═════ Records for processing ═════

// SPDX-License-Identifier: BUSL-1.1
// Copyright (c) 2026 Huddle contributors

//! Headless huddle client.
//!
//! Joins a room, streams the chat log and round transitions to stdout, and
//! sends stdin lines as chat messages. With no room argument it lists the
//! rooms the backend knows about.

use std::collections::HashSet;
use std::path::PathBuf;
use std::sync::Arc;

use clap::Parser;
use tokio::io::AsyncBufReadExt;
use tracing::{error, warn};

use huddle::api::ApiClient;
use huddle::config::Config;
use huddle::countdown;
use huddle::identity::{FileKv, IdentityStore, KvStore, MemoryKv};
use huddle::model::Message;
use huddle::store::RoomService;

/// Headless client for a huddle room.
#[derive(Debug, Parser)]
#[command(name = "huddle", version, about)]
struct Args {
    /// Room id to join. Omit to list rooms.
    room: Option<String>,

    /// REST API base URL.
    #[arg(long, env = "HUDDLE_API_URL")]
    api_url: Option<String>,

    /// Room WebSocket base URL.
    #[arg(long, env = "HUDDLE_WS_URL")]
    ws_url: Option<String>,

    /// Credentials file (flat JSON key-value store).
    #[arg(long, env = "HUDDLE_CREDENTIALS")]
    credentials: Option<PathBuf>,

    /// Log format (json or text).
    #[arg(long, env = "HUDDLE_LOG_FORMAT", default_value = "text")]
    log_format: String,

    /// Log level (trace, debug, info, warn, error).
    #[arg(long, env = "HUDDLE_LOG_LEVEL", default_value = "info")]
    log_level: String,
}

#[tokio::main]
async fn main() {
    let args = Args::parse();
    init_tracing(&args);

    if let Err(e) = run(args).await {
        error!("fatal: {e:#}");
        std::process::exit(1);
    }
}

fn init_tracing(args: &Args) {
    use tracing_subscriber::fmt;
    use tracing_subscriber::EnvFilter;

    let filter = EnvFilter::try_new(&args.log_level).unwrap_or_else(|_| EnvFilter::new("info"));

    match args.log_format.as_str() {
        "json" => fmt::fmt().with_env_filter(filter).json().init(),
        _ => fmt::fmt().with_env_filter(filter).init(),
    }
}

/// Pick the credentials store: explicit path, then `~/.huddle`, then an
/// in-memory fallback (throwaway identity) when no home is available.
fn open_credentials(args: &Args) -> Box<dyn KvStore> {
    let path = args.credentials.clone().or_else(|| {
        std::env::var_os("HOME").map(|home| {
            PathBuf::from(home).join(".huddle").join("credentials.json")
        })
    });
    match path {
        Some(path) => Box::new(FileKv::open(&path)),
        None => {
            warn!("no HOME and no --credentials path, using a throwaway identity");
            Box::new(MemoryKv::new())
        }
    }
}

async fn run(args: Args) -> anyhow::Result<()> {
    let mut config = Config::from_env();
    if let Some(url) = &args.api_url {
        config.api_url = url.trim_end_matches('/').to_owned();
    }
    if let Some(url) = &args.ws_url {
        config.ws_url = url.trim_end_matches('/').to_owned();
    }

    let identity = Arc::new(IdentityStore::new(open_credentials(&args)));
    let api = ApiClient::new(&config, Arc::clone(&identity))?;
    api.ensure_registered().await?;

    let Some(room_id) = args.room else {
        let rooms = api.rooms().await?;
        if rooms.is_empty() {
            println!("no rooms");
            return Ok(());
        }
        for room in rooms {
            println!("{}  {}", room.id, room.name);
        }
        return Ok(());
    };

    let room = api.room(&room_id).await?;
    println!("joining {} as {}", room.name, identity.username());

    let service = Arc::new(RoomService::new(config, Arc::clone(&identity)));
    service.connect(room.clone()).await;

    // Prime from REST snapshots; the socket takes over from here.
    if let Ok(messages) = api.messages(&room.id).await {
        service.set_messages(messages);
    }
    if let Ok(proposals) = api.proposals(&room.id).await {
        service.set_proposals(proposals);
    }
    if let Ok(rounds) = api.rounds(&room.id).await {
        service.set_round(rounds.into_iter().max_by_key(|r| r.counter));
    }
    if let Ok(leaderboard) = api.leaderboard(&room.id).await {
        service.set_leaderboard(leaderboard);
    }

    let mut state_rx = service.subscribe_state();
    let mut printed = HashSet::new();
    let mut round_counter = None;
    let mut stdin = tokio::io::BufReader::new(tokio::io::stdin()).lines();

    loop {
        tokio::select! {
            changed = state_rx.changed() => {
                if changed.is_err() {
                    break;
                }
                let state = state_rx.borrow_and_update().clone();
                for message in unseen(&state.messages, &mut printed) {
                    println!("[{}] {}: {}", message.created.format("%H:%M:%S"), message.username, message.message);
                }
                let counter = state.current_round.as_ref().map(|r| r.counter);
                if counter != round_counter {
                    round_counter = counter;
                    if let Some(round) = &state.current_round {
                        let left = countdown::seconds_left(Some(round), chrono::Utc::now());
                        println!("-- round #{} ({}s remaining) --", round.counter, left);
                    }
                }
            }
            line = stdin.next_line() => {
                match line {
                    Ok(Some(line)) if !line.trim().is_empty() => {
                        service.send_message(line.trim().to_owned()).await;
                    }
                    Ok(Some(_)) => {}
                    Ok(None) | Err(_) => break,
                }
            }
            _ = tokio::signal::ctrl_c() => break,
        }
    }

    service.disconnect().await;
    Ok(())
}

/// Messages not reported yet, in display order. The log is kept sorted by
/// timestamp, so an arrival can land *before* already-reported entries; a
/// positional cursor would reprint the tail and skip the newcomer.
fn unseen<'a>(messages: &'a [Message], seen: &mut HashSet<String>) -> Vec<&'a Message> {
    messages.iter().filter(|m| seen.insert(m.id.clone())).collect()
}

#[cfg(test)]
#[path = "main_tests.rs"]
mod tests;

═════

Activity: After locating the line holding "service.send_message(line.trim().to_owned()).await;" above, output exactly that line and every line after it through the line holding "already-reported entries; a". Include nothing else.

Answer box:
                        service.send_message(line.trim().to_owned()).await;
                    }
                    Ok(Some(_)) => {}
                    Ok(None) | Err(_) => break,
                }
            }
            _ = tokio::signal::ctrl_c() => break,
        }
    }

    service.disconnect().await;
    Ok(())
}

/// Messages not reported yet, in display order. The log is kept sorted by
/// timestamp, so an arrival can land *before* already-reported entries; a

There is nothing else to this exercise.